In the material below, find each line holding the string "NaiveDateTime" and copy it.

» MATERIAL SUPPLIED:
____________________
#[cfg(test)]
mod tests {
    use super::*;

    fn clock(hour: u8, minute: u8) -> WallClock {
        WallClock::new(hour, minute).unwrap()
    }

    #[test]
    fn test_wall_clock_ordering() {
        let morning = clock(8, 0);
        let noon = clock(12, 0);
        let evening = clock(18, 30);

        assert!(morning < noon);
        assert!(noon < evening);
        assert!(morning < evening);
    }

    #[test]
    fn test_wall_clock_rejects_out_of_range() {
        assert!(WallClock::new(24, 0).is_none());
        assert!(WallClock::new(23, 60).is_none());
        assert_eq!(clock(7, 5).to_string(), "07:05");
    }

    #[test]
    fn test_days_of_week() {
        let weekdays = DaysOfWeek::WEEKDAYS;
        assert!(weekdays.contains(Weekday::Mon));
        assert!(weekdays.contains(Weekday::Fri));
        assert!(!weekdays.contains(Weekday::Sat));
        assert!(!weekdays.contains(Weekday::Sun));

        let weekends = DaysOfWeek::WEEKENDS;
        assert!(!weekends.contains(Weekday::Mon));
        assert!(weekends.contains(Weekday::Sat));
        assert!(weekends.contains(Weekday::Sun));

        let custom = DaysOfWeek::new(DaysOfWeek::MONDAY | DaysOfWeek::SUNDAY);
        assert_eq!(custom.iter().collect::<Vec<_>>(), vec![Weekday::Mon, Weekday::Sun]);
    }

    #[test]
    fn test_time_window_contains() {
        let window = TimeWindow::new(DaysOfWeek::WEEKDAYS, clock(14, 0), clock(18, 0));

        // Monday at 3 PM - in window
        let dt = Local.with_ymd_and_hms(2025, 12, 29, 15, 0, 0).unwrap();
        assert!(window.contains(&dt));

        // Monday at 10 AM - outside window
        let dt = Local.with_ymd_and_hms(2025, 12, 29, 10, 0, 0).unwrap();
        assert!(!window.contains(&dt));

        // Saturday at 3 PM - wrong day
        let dt = Local.with_ymd_and_hms(2025, 12, 27, 15, 0, 0).unwrap();
        assert!(!window.contains(&dt));
    }

    #[test]
    fn test_time_window_bounds() {
        let window = TimeWindow::new(DaysOfWeek::ALL_DAYS, clock(14, 0), clock(18, 0));

        let start = Local.with_ymd_and_hms(2025, 12, 26, 14, 0, 0).unwrap();
        assert!(window.contains(&start), "start is inclusive");

        let last_second = Local.with_ymd_and_hms(2025, 12, 26, 17, 59, 59).unwrap();
        assert!(window.contains(&last_second));

        let end = Local.with_ymd_and_hms(2025, 12, 26, 18, 0, 0).unwrap();
        assert!(!window.contains(&end), "end is exclusive");
    }

    #[test]
    fn test_overnight_window() {
        // Weeknight bedtime: Sunday through Thursday nights
        let days = DaysOfWeek::new(
            DaysOfWeek::SUNDAY
                | DaysOfWeek::MONDAY
                | DaysOfWeek::TUESDAY
                | DaysOfWeek::WEDNESDAY
                | DaysOfWeek::THURSDAY,
        );
        let window = TimeWindow::new(days, clock(22, 0), clock(7, 0));
        assert!(window.crosses_midnight());

        // Thursday 23:00 - evening part of Thursday's window
        let dt = Local.with_ymd_and_hms(2025, 12, 25, 23, 0, 0).unwrap();
        assert!(window.contains(&dt));

        // Friday 06:00 - morning part of Thursday's window
        let dt = Local.with_ymd_and_hms(2025, 12, 26, 6, 0, 0).unwrap();
        assert!(window.contains(&dt));

        // Friday 23:00 - Friday night is not a school night
        let dt = Local.with_ymd_and_hms(2025, 12, 26, 23, 0, 0).unwrap();
        assert!(!window.contains(&dt));

        // Saturday 06:00 - belongs to Friday's (absent) window
        let dt = Local.with_ymd_and_hms(2025, 12, 27, 6, 0, 0).unwrap();
        assert!(!window.contains(&dt));

        // Monday 06:00 - morning after Sunday night
        let dt = Local.with_ymd_and_hms(2025, 12, 29, 6, 0, 0).unwrap();
        assert!(window.contains(&dt));

        // Thursday 12:00 - daytime is never inside
        let dt = Local.with_ymd_and_hms(2025, 12, 25, 12, 0, 0).unwrap();
        assert!(!window.contains(&dt));
    }

    #[test]
    fn test_empty_window_never_matches() {
        let window = TimeWindow::new(DaysOfWeek::ALL_DAYS, clock(9, 0), clock(9, 0));
        let dt = Local.with_ymd_and_hms(2025, 12, 26, 9, 0, 0).unwrap();
        assert!(!window.contains(&dt));
        assert!(window.next_start_after(&dt).is_none());
    }

    #[test]
    fn test_time_window_remaining() {
        let window = TimeWindow::new(DaysOfWeek::ALL_DAYS, clock(14, 0), clock(18, 0));

        let dt = Local.with_ymd_and_hms(2025, 12, 26, 15, 0, 0).unwrap();
        let remaining = window.remaining_duration(&dt).unwrap();
        assert_eq!(remaining, Duration::from_secs(3 * 3600));

        let dt = Local.with_ymd_and_hms(2025, 12, 26, 17, 59, 30).unwrap();
        assert_eq!(window.remaining_duration(&dt).unwrap(), Duration::from_secs(30));

        let outside = Local.with_ymd_and_hms(2025, 12, 26, 19, 0, 0).unwrap();
        assert!(window.remaining_duration(&outside).is_none());
    }

    #[test]
    fn test_end_follows_wall_clock_across_dst_nights() {
        let window = TimeWindow::new(DaysOfWeek::ALL_DAYS, clock(22, 0), clock(7, 0));

        // Nights with a US or EU clock change, plus an ordinary one
        for (year, month, day) in [(2026, 3, 7), (2026, 3, 28), (2026, 10, 24), (2026, 10, 31), (2026, 6, 10)] {
            let evening = Local.with_ymd_and_hms(year, month, day, 23, 0, 0).unwrap();
            let end = window.ends_at(&evening).unwrap();

            let expected_date = evening.date_naive().succ_opt().unwrap();
            assert_eq!(end.naive_local(), expected_date.and_hms_opt(7, 0, 0).unwrap());
            assert_eq!(
                window.remaining_duration(&evening).unwrap(),
                (end - evening).to_std().unwrap()
            );
        }
    }

    #[test]
    fn test_end_ignores_subsecond_query_time() {
        let window = TimeWindow::new(DaysOfWeek::ALL_DAYS, clock(14, 0), clock(18, 0));
        let dt = Local.with_ymd_and_hms(2025, 12, 26, 17, 59, 30).unwrap()
            + chrono::Duration::milliseconds(500);

        assert_eq!(
            window.ends_at(&dt).unwrap(),
            Local.with_ymd_and_hms(2025, 12, 26, 18, 0, 0).unwrap()
        );
        assert_eq!(window.remaining_duration(&dt).unwrap(), Duration::from_millis(29_500));
    }

    #[test]
    fn test_overnight_remaining_and_end() {
        let window = TimeWindow::new(DaysOfWeek::ALL_DAYS, clock(22, 0), clock(7, 0));

        let evening = Local.with_ymd_and_hms(2025, 12, 26, 23, 0, 0).unwrap();
        assert_eq!(
            window.remaining_duration(&evening).unwrap(),
            Duration::from_secs(8 * 3600)
        );
        assert_eq!(
            window.ends_at(&evening).unwrap(),
            Local.with_ymd_and_hms(2025, 12, 27, 7, 0, 0).unwrap()
        );

        let morning = Local.with_ymd_and_hms(2025, 12, 27, 5, 30, 0).unwrap();
        assert_eq!(
            window.remaining_duration(&morning).unwrap(),
            Duration::from_secs(90 * 60)
        );
    }

    #[test]
    fn test_next_start_after() {
        let window = TimeWindow::new(DaysOfWeek::WEEKDAYS, clock(21, 0), clock(23, 0));

        // Thursday afternoon: opens this evening
        let dt = Local.with_ymd_and_hms(2025, 12, 25, 15, 0, 0).unwrap();
        assert_eq!(
            window.next_start_after(&dt).unwrap(),
            Local.with_ymd_and_hms(2025, 12, 25, 21, 0, 0).unwrap()
        );

        // Friday at exactly 21:00: strictly after, so next Monday
        let dt = Local.with_ymd_and_hms(2025, 12, 26, 21, 0, 0).unwrap();
        assert_eq!(
            window.next_start_after(&dt).unwrap(),
            Local.with_ymd_and_hms(2025, 12, 29, 21, 0, 0).unwrap()
        );

        // A single-day window a week out
        let sundays = TimeWindow::new(
            DaysOfWeek::new(DaysOfWeek::SUNDAY),
            clock(8, 0),
            clock(9, 0),
        );
        let dt = Local.with_ymd_and_hms(2025, 12, 28, 10, 0, 0).unwrap();
        assert_eq!(
            sundays.next_start_after(&dt).unwrap(),
            Local.with_ymd_and_hms(2026, 1, 4, 8, 0, 0).unwrap()
        );

        let never = TimeWindow::new(DaysOfWeek::NONE, clock(8, 0), clock(9, 0));
        assert!(never.next_start_after(&dt).is_none());
    }

    #[test]
    fn test_format_duration() {
        assert_eq!(format_duration(Duration::from_secs(30)), "30s");
        assert_eq!(format_duration(Duration::from_secs(90)), "1m 30s");
        assert_eq!(format_duration(Duration::from_secs(3661)), "1h 1m 1s");
    }

    #[test]
    fn test_format_clock_time() {
        let dt = Local.with_ymd_and_hms(2025, 12, 25, 14, 30, 45).unwrap();
        assert_eq!(format_clock_time(&dt), "14:30");
        assert_eq!(format_datetime_full(&dt), "2025-12-25 14:30:45");
    }

    #[test]
    fn test_days_display() {
        assert_eq!(DaysOfWeek::WEEKDAYS.to_string(), "weekdays");
        assert_eq!(DaysOfWeek::ALL_DAYS.to_string(), "every day");
        let custom = DaysOfWeek::new(DaysOfWeek::MONDAY | DaysOfWeek::WEDNESDAY);
        assert_eq!(custom.to_string(), "Mon,Wed");
    }

    #[test]
    fn test_parse_mock_time_format() {
        assert!(NaiveDateTime::parse_from_str("2025-12-25 14:30:00", MOCK_TIME_FORMAT).is_ok());

        for invalid in ["2025-12-25", "14:30:00", "2025-12-25T14:30:00", ""] {
            assert!(
                NaiveDateTime::parse_from_str(invalid, MOCK_TIME_FORMAT).is_err(),
                "Expected '{}' to fail parsing",
                invalid
            );
        }
    }

    #[test]
    fn test_now_consistency() {
        let t1 = now();
        std::thread::sleep(Duration::from_millis(20));
        let t2 = now();
        assert!(t2 > t1, "Time should advance forward");
        let _ = is_mock_time_active();
    }
}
____________________
» RESULT OF THE TASK:
        assert!(NaiveDateTime::parse_from_str("2025-12-25 14:30:00", MOCK_TIME_FORMAT).is_ok());
                NaiveDateTime::parse_from_str(invalid, MOCK_TIME_FORMAT).is_err(),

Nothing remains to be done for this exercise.